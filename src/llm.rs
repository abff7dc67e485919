//! Language-model abstraction and the streaming chat-completions client.
//!
//! [`LanguageModel::generate`] returns once the call has been accepted and
//! yields the answer as a lazy [`TokenStream`]. The cancellation token is
//! the hook the orchestrator uses when the caller goes away: a cancelled
//! stream simply ends.

use anyhow::{bail, Result};
use async_openai::{
    config::OpenAIConfig,
    error::OpenAIError,
    types::chat::{
        ChatCompletionRequestAssistantMessage, ChatCompletionRequestAssistantMessageContent,
        ChatCompletionRequestMessage, ChatCompletionRequestSystemMessage,
        ChatCompletionRequestSystemMessageContent, ChatCompletionRequestUserMessage,
        ChatCompletionRequestUserMessageContent, CreateChatCompletionRequest,
        CreateChatCompletionRequestArgs,
    },
    Client,
};
use async_trait::async_trait;
use campus_copilot_core::error::UpstreamError;
use futures::stream::{self, BoxStream, StreamExt};
use tokio_util::sync::CancellationToken;
use tracing::debug;

use crate::config::LlmConfig;
use crate::prompt::Prompt;

const SERVICE: &str = "llm";

/// Streamed answer fragments.
pub type TokenStream = BoxStream<'static, Result<String, UpstreamError>>;

#[async_trait]
pub trait LanguageModel: Send + Sync {
    fn model_name(&self) -> &str;

    async fn generate(
        &self,
        prompt: &Prompt,
        cancel: CancellationToken,
    ) -> Result<TokenStream, UpstreamError>;
}

pub fn create_model(config: &LlmConfig) -> Result<std::sync::Arc<dyn LanguageModel>> {
    match config.provider.as_str() {
        "disabled" => Ok(std::sync::Arc::new(DisabledModel)),
        "openai" => Ok(std::sync::Arc::new(OpenAiChatModel::new(config)?)),
        other => bail!("Unknown llm provider: {}", other),
    }
}

// ============ Disabled ============

pub struct DisabledModel;

#[async_trait]
impl LanguageModel for DisabledModel {
    fn model_name(&self) -> &str {
        "disabled"
    }

    async fn generate(
        &self,
        _prompt: &Prompt,
        _cancel: CancellationToken,
    ) -> Result<TokenStream, UpstreamError> {
        Err(UpstreamError::fatal(SERVICE, "language model is disabled"))
    }
}

// ============ OpenAI-compatible chat completions ============

/// Any endpoint speaking the OpenAI chat-completions protocol with
/// streaming (OpenAI, Ollama's `/v1`, vLLM, llama.cpp server).
pub struct OpenAiChatModel {
    client: Client<OpenAIConfig>,
    model: String,
    temperature: f32,
    max_tokens: u32,
}

impl OpenAiChatModel {
    pub fn new(config: &LlmConfig) -> Result<Self> {
        let model = config
            .model
            .clone()
            .ok_or_else(|| anyhow::anyhow!("llm.model required for OpenAI provider"))?;
        // Local servers usually run without a key.
        let api_key = std::env::var(&config.api_key_env).ok();
        if api_key.is_none() && config.url.is_none() {
            bail!("{} environment variable not set", config.api_key_env);
        }

        let mut openai_config = OpenAIConfig::new();
        if let Some(url) = &config.url {
            openai_config = openai_config.with_api_base(url.trim_end_matches('/'));
        }
        if let Some(key) = api_key {
            openai_config = openai_config.with_api_key(key);
        }
        debug!(model = %model, url = ?config.url, "chat client created");

        Ok(Self {
            client: Client::with_config(openai_config),
            model,
            temperature: config.temperature,
            max_tokens: config.max_output_tokens,
        })
    }

    #[allow(deprecated)]
    fn request(&self, prompt: &Prompt) -> Result<CreateChatCompletionRequest, UpstreamError> {
        CreateChatCompletionRequestArgs::default()
            .model(self.model.clone())
            .messages(request_messages(prompt))
            .temperature(self.temperature)
            .max_tokens(self.max_tokens)
            .build()
            .map_err(upstream_error)
    }
}

#[async_trait]
impl LanguageModel for OpenAiChatModel {
    fn model_name(&self) -> &str {
        &self.model
    }

    async fn generate(
        &self,
        prompt: &Prompt,
        cancel: CancellationToken,
    ) -> Result<TokenStream, UpstreamError> {
        let request = self.request(prompt)?;
        let chat = self.client.chat();
        let stream = tokio::select! {
            biased;
            _ = cancel.cancelled() => {
                return Ok(stream::empty::<Result<String, UpstreamError>>().boxed());
            }
            r = chat.create_stream(request) => r.map_err(upstream_error)?,
        };

        let tokens = stream
            .take_until(cancel.cancelled_owned())
            .filter_map(|item| async move {
                match item {
                    Ok(chunk) => {
                        let text: String = chunk
                            .choices
                            .iter()
                            .filter_map(|choice| choice.delta.content.as_deref())
                            .collect();
                        (!text.is_empty()).then_some(Ok(text))
                    }
                    Err(e) => Some(Err(upstream_error(e))),
                }
            })
            .boxed();
        Ok(tokens)
    }
}

/// Map the prompt transcript onto request messages. Unknown roles are
/// sent as user messages.
fn request_messages(prompt: &Prompt) -> Vec<ChatCompletionRequestMessage> {
    prompt
        .messages
        .iter()
        .map(|m| match m.role.as_str() {
            "system" => ChatCompletionRequestMessage::System(ChatCompletionRequestSystemMessage {
                content: ChatCompletionRequestSystemMessageContent::Text(m.content.clone()),
                name: None,
            }),
            "assistant" => {
                #[allow(deprecated)]
                let message = ChatCompletionRequestAssistantMessage {
                    content: Some(ChatCompletionRequestAssistantMessageContent::Text(
                        m.content.clone(),
                    )),
                    name: None,
                    refusal: None,
                    audio: None,
                    tool_calls: None,
                    function_call: None,
                };
                ChatCompletionRequestMessage::Assistant(message)
            }
            _ => ChatCompletionRequestMessage::User(ChatCompletionRequestUserMessage {
                content: ChatCompletionRequestUserMessageContent::Text(m.content.clone()),
                name: None,
            }),
        })
        .collect()
}

/// Transport and stream failures are transient; so are API errors that
/// report rate limiting or server trouble. Everything else is fatal.
fn upstream_error(e: OpenAIError) -> UpstreamError {
    let retryable = match &e {
        OpenAIError::Reqwest(_) | OpenAIError::StreamError(_) => true,
        OpenAIError::ApiError(api) => is_retryable_kind(api.r#type.as_deref()),
        _ => false,
    };
    if retryable {
        UpstreamError::transient(SERVICE, e.to_string())
    } else {
        UpstreamError::fatal(SERVICE, e.to_string())
    }
}

fn is_retryable_kind(kind: Option<&str>) -> bool {
    matches!(
        kind,
        Some("rate_limit_exceeded" | "requests" | "tokens" | "server_error" | "overloaded_error")
    )
}
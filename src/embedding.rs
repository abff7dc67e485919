//! Embedding providers and the retrying gateway in front of them.
//!
//! Providers implement [`Embedder`] and make exactly one attempt per call,
//! classifying failures as transient (HTTP 429, 5xx, connection errors)
//! or fatal (other 4xx, malformed bodies). The [`EmbeddingGateway`]
//! validates input, bounds each attempt with `embedding.timeout_secs`,
//! and applies the shared [`RetryPolicy`].
//!
//! | Provider | Backend |
//! |----------|---------|
//! | `disabled` | always fails; retrieval is unavailable |
//! | `hash` | offline feature hashing, see [`HashEmbedder`] |
//! | `openai` | `POST {url}/v1/embeddings` |
//! | `ollama` | `POST {url}/api/embed` |

use std::sync::Arc;

use anyhow::{bail, Result};
use async_trait::async_trait;
use campus_copilot_core::embedding::{Embedder, HashEmbedder};
use campus_copilot_core::error::UpstreamError;
use tracing::debug;

use crate::config::EmbeddingConfig;
use crate::error::CopilotError;
use crate::retry::RetryPolicy;

const SERVICE: &str = "embedding";

/// Instantiate the provider selected by `config.provider`.
pub fn create_embedder(config: &EmbeddingConfig) -> Result<Arc<dyn Embedder>> {
    match config.provider.as_str() {
        "disabled" => Ok(Arc::new(DisabledEmbedder)),
        "hash" => Ok(Arc::new(HashEmbedder::new(config.dims.unwrap_or(256)))),
        "openai" => Ok(Arc::new(OpenAiEmbedder::new(config)?)),
        "ollama" => Ok(Arc::new(OllamaEmbedder::new(config)?)),
        other => bail!("Unknown embedding provider: {}", other),
    }
}

// ============ Gateway ============

/// Validating, retrying front for an [`Embedder`].
#[derive(Clone)]
pub struct EmbeddingGateway {
    embedder: Arc<dyn Embedder>,
    policy: RetryPolicy,
    timeout: std::time::Duration,
    max_input_chars: usize,
}

impl EmbeddingGateway {
    pub fn new(embedder: Arc<dyn Embedder>, policy: RetryPolicy, config: &EmbeddingConfig) -> Self {
        Self {
            embedder,
            policy,
            timeout: config.timeout(),
            max_input_chars: config.max_input_chars,
        }
    }

    pub fn dims(&self) -> usize {
        self.embedder.dims()
    }

    pub fn model_name(&self) -> &str {
        self.embedder.model_name()
    }

    /// Embed one text.
    ///
    /// Empty or oversize input is rejected up front; chunking is the
    /// caller's job. A vector of the wrong length is a fatal upstream error.
    pub async fn embed(&self, text: &str) -> Result<Vec<f32>, CopilotError> {
        if text.trim().is_empty() {
            return Err(CopilotError::InvalidInput("text to embed is empty".into()));
        }
        let chars = text.chars().count();
        if chars > self.max_input_chars {
            return Err(CopilotError::InvalidInput(format!(
                "text to embed is {} chars, limit is {}",
                chars, self.max_input_chars
            )));
        }

        let expected = self.embedder.dims();
        let embedder = &self.embedder;
        let vector = self
            .policy
            .run(SERVICE, self.timeout, || async move {
                let v = embedder.embed(text).await?;
                if v.len() != expected {
                    return Err(UpstreamError::fatal(
                        SERVICE,
                        format!("expected {} dims, got {}", expected, v.len()),
                    ));
                }
                Ok(v)
            })
            .await
            .map_err(|e| CopilotError::EmbeddingUnavailable {
                attempts: e.attempts,
                source: e.error,
            })?;

        debug!(model = embedder.model_name(), chars, "embedded text");
        Ok(vector)
    }
}

// ============ Disabled ============

/// Placeholder used when `embedding.provider = "disabled"`.
pub struct DisabledEmbedder;

#[async_trait]
impl Embedder for DisabledEmbedder {
    fn model_name(&self) -> &str {
        "disabled"
    }
    fn dims(&self) -> usize {
        0
    }
    async fn embed(&self, _text: &str) -> Result<Vec<f32>, UpstreamError> {
        Err(UpstreamError::fatal(SERVICE, "embedding provider is disabled"))
    }
}

// ============ OpenAI ============

/// OpenAI-compatible `/v1/embeddings` endpoint.
pub struct OpenAiEmbedder {
    client: reqwest::Client,
    url: String,
    model: String,
    dims: usize,
    api_key: String,
}

impl OpenAiEmbedder {
    pub fn new(config: &EmbeddingConfig) -> Result<Self> {
        let model = config
            .model
            .clone()
            .ok_or_else(|| anyhow::anyhow!("embedding.model required for OpenAI provider"))?;
        let dims = config
            .dims
            .ok_or_else(|| anyhow::anyhow!("embedding.dims required for OpenAI provider"))?;
        let api_key = std::env::var(&config.api_key_env)
            .map_err(|_| anyhow::anyhow!("{} environment variable not set", config.api_key_env))?;
        let url = config
            .url
            .clone()
            .unwrap_or_else(|| "https://api.openai.com".to_string());

        Ok(Self {
            client: reqwest::Client::builder().timeout(config.timeout()).build()?,
            url: url.trim_end_matches('/').to_string(),
            model,
            dims,
            api_key,
        })
    }
}

#[async_trait]
impl Embedder for OpenAiEmbedder {
    fn model_name(&self) -> &str {
        &self.model
    }
    fn dims(&self) -> usize {
        self.dims
    }

    async fn embed(&self, text: &str) -> Result<Vec<f32>, UpstreamError> {
        let body = serde_json::json!({
            "model": self.model,
            "input": [text],
        });
        let response = self
            .client
            .post(format!("{}/v1/embeddings", self.url))
            .bearer_auth(&self.api_key)
            .json(&body)
            .send()
            .await
            .map_err(transport_error)?;
        let json = read_json(response).await?;
        parse_openai_response(&json)
    }
}

/// Extract `data[0].embedding` from an OpenAI embeddings response.
fn parse_openai_response(json: &serde_json::Value) -> Result<Vec<f32>, UpstreamError> {
    json.get("data")
        .and_then(|d| d.as_array())
        .and_then(|d| d.first())
        .and_then(|item| item.get("embedding"))
        .and_then(|e| e.as_array())
        .map(|values| to_f32(values))
        .ok_or_else(|| UpstreamError::fatal(SERVICE, "invalid OpenAI response: missing data[0].embedding"))
}

// ============ Ollama ============

/// Local Ollama instance, `POST /api/embed`.
pub struct OllamaEmbedder {
    client: reqwest::Client,
    url: String,
    model: String,
    dims: usize,
}

impl OllamaEmbedder {
    pub fn new(config: &EmbeddingConfig) -> Result<Self> {
        let model = config
            .model
            .clone()
            .ok_or_else(|| anyhow::anyhow!("embedding.model required for Ollama provider"))?;
        let dims = config
            .dims
            .ok_or_else(|| anyhow::anyhow!("embedding.dims required for Ollama provider"))?;
        let url = config
            .url
            .clone()
            .unwrap_or_else(|| "http://localhost:11434".to_string());

        Ok(Self {
            client: reqwest::Client::builder().timeout(config.timeout()).build()?,
            url: url.trim_end_matches('/').to_string(),
            model,
            dims,
        })
    }
}

#[async_trait]
impl Embedder for OllamaEmbedder {
    fn model_name(&self) -> &str {
        &self.model
    }
    fn dims(&self) -> usize {
        self.dims
    }

    async fn embed(&self, text: &str) -> Result<Vec<f32>, UpstreamError> {
        let body = serde_json::json!({
            "model": self.model,
            "input": [text],
        });
        let response = self
            .client
            .post(format!("{}/api/embed", self.url))
            .json(&body)
            .send()
            .await
            .map_err(|e| {
                UpstreamError::transient(
                    SERVICE,
                    format!("Ollama connection error (is Ollama running at {}?): {}", self.url, e),
                )
            })?;
        let json = read_json(response).await?;
        parse_ollama_response(&json)
    }
}

fn parse_ollama_response(json: &serde_json::Value) -> Result<Vec<f32>, UpstreamError> {
    json.get("embeddings")
        .and_then(|e| e.as_array())
        .and_then(|e| e.first())
        .and_then(|e| e.as_array())
        .map(|values| to_f32(values))
        .ok_or_else(|| UpstreamError::fatal(SERVICE, "invalid Ollama response: missing embeddings[0]"))
}

// ============ Shared HTTP helpers ============

fn transport_error(e: reqwest::Error) -> UpstreamError {
    if e.is_timeout() || e.is_connect() || e.is_request() {
        UpstreamError::transient(SERVICE, e.to_string())
    } else {
        UpstreamError::fatal(SERVICE, e.to_string())
    }
}

async fn read_json(response: reqwest::Response) -> Result<serde_json::Value, UpstreamError> {
    let status = response.status();
    if !status.is_success() {
        let body = response.text().await.unwrap_or_default();
        return Err(UpstreamError::from_status(SERVICE, status.as_u16(), &body));
    }
    response
        .json()
        .await
        .map_err(|e| UpstreamError::fatal(SERVICE, format!("malformed response body: {}", e)))
}

fn to_f32(values: &[serde_json::Value]) -> Vec<f32> {
    values
        .iter()
        .map(|v| v.as_f64().unwrap_or(0.0) as f32)
        .collect()
}
//! In-memory [`VectorIndex`] implementation.
//!
//! Documents are kept in append-only slots behind a `std::sync::RwLock`.
//! Replacing or deleting a document leaves a tombstone; [`rebuild`] compacts
//! the slots once tombstones pile up. Search is brute-force cosine
//! similarity over all live slots.
//!
//! [`rebuild`]: VectorIndex::rebuild

use std::collections::HashMap;
use std::sync::atomic::{AtomicBool, AtomicU64, Ordering};
use std::sync::{Arc, PoisonError, RwLock, RwLockReadGuard, RwLockWriteGuard};

use async_trait::async_trait;

use crate::embedding::cosine_similarity;
use crate::error::IndexError;
use crate::models::{Candidate, Document};

use super::{MetadataFilter, RebuildStats, VectorIndex};

#[derive(Default)]
struct Slots {
    slots: Vec<Option<Arc<Document>>>,
    by_id: HashMap<String, usize>,
    tombstones: usize,
    dims: Option<usize>,
}

/// In-memory vector index.
pub struct InMemoryIndex {
    inner: RwLock<Slots>,
    rebuilding: AtomicBool,
    version: AtomicU64,
}

impl InMemoryIndex {
    pub fn new() -> Self {
        Self {
            inner: RwLock::new(Slots::default()),
            rebuilding: AtomicBool::new(false),
            version: AtomicU64::new(0),
        }
    }

    fn read(&self) -> RwLockReadGuard<'_, Slots> {
        self.inner.read().unwrap_or_else(PoisonError::into_inner)
    }

    fn write(&self) -> RwLockWriteGuard<'_, Slots> {
        self.inner.write().unwrap_or_else(PoisonError::into_inner)
    }

    /// Acquire the write side for a mutation. The rebuild flag is checked
    /// under the lock so a write can never slip between a rebuild's
    /// snapshot and its swap.
    fn write_for_mutation(&self) -> Result<RwLockWriteGuard<'_, Slots>, IndexError> {
        let guard = self.write();
        if self.rebuilding.load(Ordering::SeqCst) {
            return Err(IndexError::RebuildBusy);
        }
        Ok(guard)
    }
}

impl Default for InMemoryIndex {
    fn default() -> Self {
        Self::new()
    }
}

#[async_trait]
impl VectorIndex for InMemoryIndex {
    async fn insert(&self, doc: Document) -> Result<(), IndexError> {
        let mut inner = self.write_for_mutation()?;

        let dims = inner.dims;
        match dims {
            Some(expected) if expected != doc.embedding.len() => {
                return Err(IndexError::DimensionMismatch {
                    expected,
                    actual: doc.embedding.len(),
                });
            }
            None => inner.dims = Some(doc.embedding.len()),
            _ => {}
        }

        let pos = inner.slots.len();
        let id = doc.id.clone();
        inner.slots.push(Some(Arc::new(doc)));
        if let Some(old) = inner.by_id.insert(id, pos) {
            inner.slots[old] = None;
            inner.tombstones += 1;
        }
        self.version.fetch_add(1, Ordering::SeqCst);
        Ok(())
    }

    async fn delete(&self, id: &str) -> Result<bool, IndexError> {
        let mut inner = self.write_for_mutation()?;
        match inner.by_id.remove(id) {
            Some(pos) => {
                inner.slots[pos] = None;
                inner.tombstones += 1;
                self.version.fetch_add(1, Ordering::SeqCst);
                Ok(true)
            }
            None => Ok(false),
        }
    }

    async fn get(&self, id: &str) -> Result<Option<Document>, IndexError> {
        let inner = self.read();
        Ok(inner
            .by_id
            .get(id)
            .and_then(|&pos| inner.slots[pos].as_ref())
            .map(|d| d.as_ref().clone()))
    }

    async fn search(
        &self,
        query: &[f32],
        k: usize,
        filter: &MetadataFilter,
    ) -> Result<Vec<Candidate>, IndexError> {
        let inner = self.read();
        if let Some(expected) = inner.dims {
            if expected != query.len() {
                return Err(IndexError::DimensionMismatch {
                    expected,
                    actual: query.len(),
                });
            }
        }
        if k == 0 {
            return Ok(Vec::new());
        }

        let mut scored: Vec<(f64, &Arc<Document>)> = inner
            .slots
            .iter()
            .flatten()
            .filter(|d| filter.matches(&d.metadata))
            .map(|d| (cosine_similarity(query, &d.embedding) as f64, d))
            .collect();

        scored.sort_by(|a, b| {
            b.0.partial_cmp(&a.0)
                .unwrap_or(std::cmp::Ordering::Equal)
                .then_with(|| a.1.id.cmp(&b.1.id))
        });
        scored.truncate(k);

        Ok(scored
            .into_iter()
            .enumerate()
            .map(|(i, (score, d))| Candidate {
                document_id: d.id.clone(),
                source_uri: d.source_uri.clone(),
                relevance_score: score,
                rank: i + 1,
                text: d.text.clone(),
                matched_terms: Vec::new(),
                updated_at: d.updated_at,
            })
            .collect())
    }

    fn len(&self) -> usize {
        self.read().by_id.len()
    }

    fn version(&self) -> u64 {
        self.version.load(Ordering::SeqCst)
    }

    fn deletion_ratio(&self) -> f64 {
        let inner = self.read();
        if inner.slots.is_empty() {
            0.0
        } else {
            inner.tombstones as f64 / inner.slots.len() as f64
        }
    }

    async fn rebuild(&self) -> Result<RebuildStats, IndexError> {
        if self
            .rebuilding
            .compare_exchange(false, true, Ordering::SeqCst, Ordering::SeqCst)
            .is_err()
        {
            return Err(IndexError::RebuildBusy);
        }

        // Build the compacted copy while readers continue.
        let (slots, by_id, removed) = {
            let inner = self.read();
            let live: Vec<Option<Arc<Document>>> =
                inner.slots.iter().flatten().cloned().map(Some).collect();
            let by_id: HashMap<String, usize> = live
                .iter()
                .enumerate()
                .filter_map(|(i, d)| d.as_ref().map(|d| (d.id.clone(), i)))
                .collect();
            (live, by_id, inner.tombstones)
        };

        let live = slots.len();
        {
            let mut inner = self.write();
            inner.slots = slots;
            inner.by_id = by_id;
            inner.tombstones = 0;
        }
        self.rebuilding.store(false, Ordering::SeqCst);

        Ok(RebuildStats { live, removed })
    }
}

● ● ● ●

> [Prompt]:
Would you filter the records and copy each line that contains the word "actual"?

> [Answer for this exercise]:
                    actual: doc.embedding.len(),
                    actual: query.len(),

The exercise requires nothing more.